Answering the call

If necessity is the mother of invention, then there’s no shortage of progenitors in health care. In oncology, for example, opportunities for innovation abound—from finding ways to detect cancer earlier, to customizing treatment and reducing adverse effects.

Researchers at Sunnybrook’s Odette Cancer Centre (OCC) who were alerted to a complication of radiation therapy have come up with a simple, elegant solution. Drs. Anthony Kim and Alex Karotki, medical physicists, and Harry Easton, who leads the centre’s mechanical division, were informed by oncologists at OCC that some patients receiving therapy for rectal cancer were developing skin peeling and redness on the buttocks and back during radiation treatment. Dr. William Chu, a clinician-investigator at Sunnybrook Research Institute, was one of the doctors who raised the issue. He recalls one case in particular: “It was definitely noticeable. [Her skin] was developing more redness than usual as the weeks went by,” he says, noting that patients who have radiotherapy are treated for 10 minutes every day for nearly six weeks.

The need for the apparatus arose about two years ago when the centre switched to a new treatment delivery technique called volumetric arc therapy, or VMAT, which allows radiation beams to be shaped precisely around a tumour. The technique enables patients to be treated lying on their backs; elsewhere, it is standard practice for patients to lie on their stomachs during radiotherapy. “With the VMAT technique we can ‘scallop’ the dose around the target, so we can treat patients supine, which is more stable and comfortable,” says Karotki.

Lying face down during treatment is especially difficult for patients who are elderly and frail, and thus, more likely to fall off the equipment, notes Kim. He and his team did research comparing the positions. Their data, which Kim says will be published soon, show that the supine position is safer and more comfortable. Moreover, lying on one’s back enhances the ability of clinicians to reproduce the treatment setup, owing to the stability of the position. The only wrinkle, however, is that lying on the table supine puts patients at greater risk of skin side effects. Kim explains: “This is how the radiation beam enters into tissue: it builds up from a very low dose, spikes and then falls off. The problem is, when you have these beams going through the treatment table that the patient lies down on, it ‘eats up’ some of that build-up area, so that the dose spikes close to the skin, as opposed to deeper into the tissue, and skin is radiation-sensitive. So we built this,” he says, pointing to the device.

Their workaround has patients lying on the skin-sparing board during treatment. Measuring about six feet tall and 20 inches wide, and made of Styrofoam, the board sits on top of the radiation equipment and acts as a buffer between the table and the patient’s backside, thus minimizing build-up of radiation at the skin’s surface. Wrapped around the board is a textured, black adhesive covering made by 3M. The team tested several materials before Easton found the wrap—used mainly to decorate cars—online. The protective layer needed to be durable, thin, cost-effective and, importantly, easy-to-clean and nonporous to prevent infection. The 3M wrap, which adheres to the board in a single piece, fit the bill.

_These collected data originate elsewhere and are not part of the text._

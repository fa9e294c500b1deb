pub mod app;
pub mod ui;

use std::io;
use std::time::Duration;

use anyhow::{Context, Result};
use crossterm::{
    event::{self, Event, KeyCode, KeyEvent, KeyEventKind, KeyModifiers},
    execute,
    terminal::{disable_raw_mode, enable_raw_mode, EnterAlternateScreen, LeaveAlternateScreen},
};
use ratatui::{
    backend::{Backend, CrosstermBackend},
    Terminal,
};
use todobot_core::{FileTaskStore, Session, TaskStore};

use crate::tui::app::{App, InputMode};

pub fn run(store: FileTaskStore) -> Result<()> {
    enable_raw_mode().context("Failed to enable raw mode")?;
    let mut stdout = io::stdout();
    execute!(stdout, EnterAlternateScreen).context("Failed to enter alternate screen")?;
    let backend = CrosstermBackend::new(stdout);
    let mut terminal = Terminal::new(backend)?;

    let mut app = App::new(Session::new(store));
    let res = run_app(&mut terminal, &mut app);

    // Restore terminal
    disable_raw_mode()?;
    execute!(terminal.backend_mut(), LeaveAlternateScreen)?;
    terminal.show_cursor()?;

    res.context("Chat window failed")
}

fn run_app<B: Backend, S: TaskStore>(terminal: &mut Terminal<B>, app: &mut App<S>) -> io::Result<()> {
    while !app.should_quit {
        terminal
            .draw(|f| ui::draw(f, app))
            .map_err(|e| io::Error::other(e.to_string()))?;

        if event::poll(Duration::from_millis(250))? {
            if let Event::Key(key) = event::read()? {
                if key.kind == KeyEventKind::Press {
                    handle_key(app, key);
                }
            }
        }
    }
    Ok(())
}

fn handle_key<S: TaskStore>(app: &mut App<S>, key: KeyEvent) {
    if key.modifiers.contains(KeyModifiers::CONTROL) && key.code == KeyCode::Char('c') {
        app.quit();
        return;
    }

    match app.input_mode {
        InputMode::Finished => app.quit(),
        InputMode::Typing => match key.code {
            KeyCode::Enter => app.submit_command(),
            KeyCode::Esc => app.quit(),
            KeyCode::Char(c) => app.input_char(c),
            KeyCode::Backspace => app.delete_char(),
            KeyCode::Left => app.move_cursor_left(),
            KeyCode::Right => app.move_cursor_right(),
            KeyCode::Home => app.move_cursor_home(),
            KeyCode::End => app.move_cursor_end(),
            KeyCode::PageUp => app.scroll_up(5),
            KeyCode::PageDown => app.scroll_down(5),
            _ => {}
        },
    }
}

Applying what is essentially a giant piece of tape to the foam board was “tricky,” says Easton, who notes it is a two-person job. He and a colleague have made 10 of them so far. “We got better and better at it as we went on,” says Easton, smiling.

The simple design of the device belies the research behind it. Before it could be used clinically, the researchers had to run tests to determine the effect it would have. They did experiments to measure how much radiation a patient would receive at the skin’s surface with and without the board. They found the board had a skin-sparing effect of about 10%. “When translated to a standard rectal cancer patient, that’s equivalent to about four to five Gray [units of radiation], which is enough to reduce skin toxicity,” says Kim.

The device has been used clinically for about a month, with no reports of radiation burns. There are eight of them in service at the OCC, which is one of the busiest cancer centres in Canada. Chu estimates more than 100 people are treated for rectal cancer at Sunnybrook each year.

Kim and his colleagues seek to commercialize the device via a licensing agreement to improve treatment of rectal cancer patients everywhere. The skin-sparing board would be a fraction of the cost of the “belly boards” used in other cancer centres, which runs a few thousand dollars. “It would be great to have this out there because I think every radiation therapy clinic would benefit from this,” says Kim. “Nothing like this exists on the market. If we could have bought this, we wouldn’t have done this.”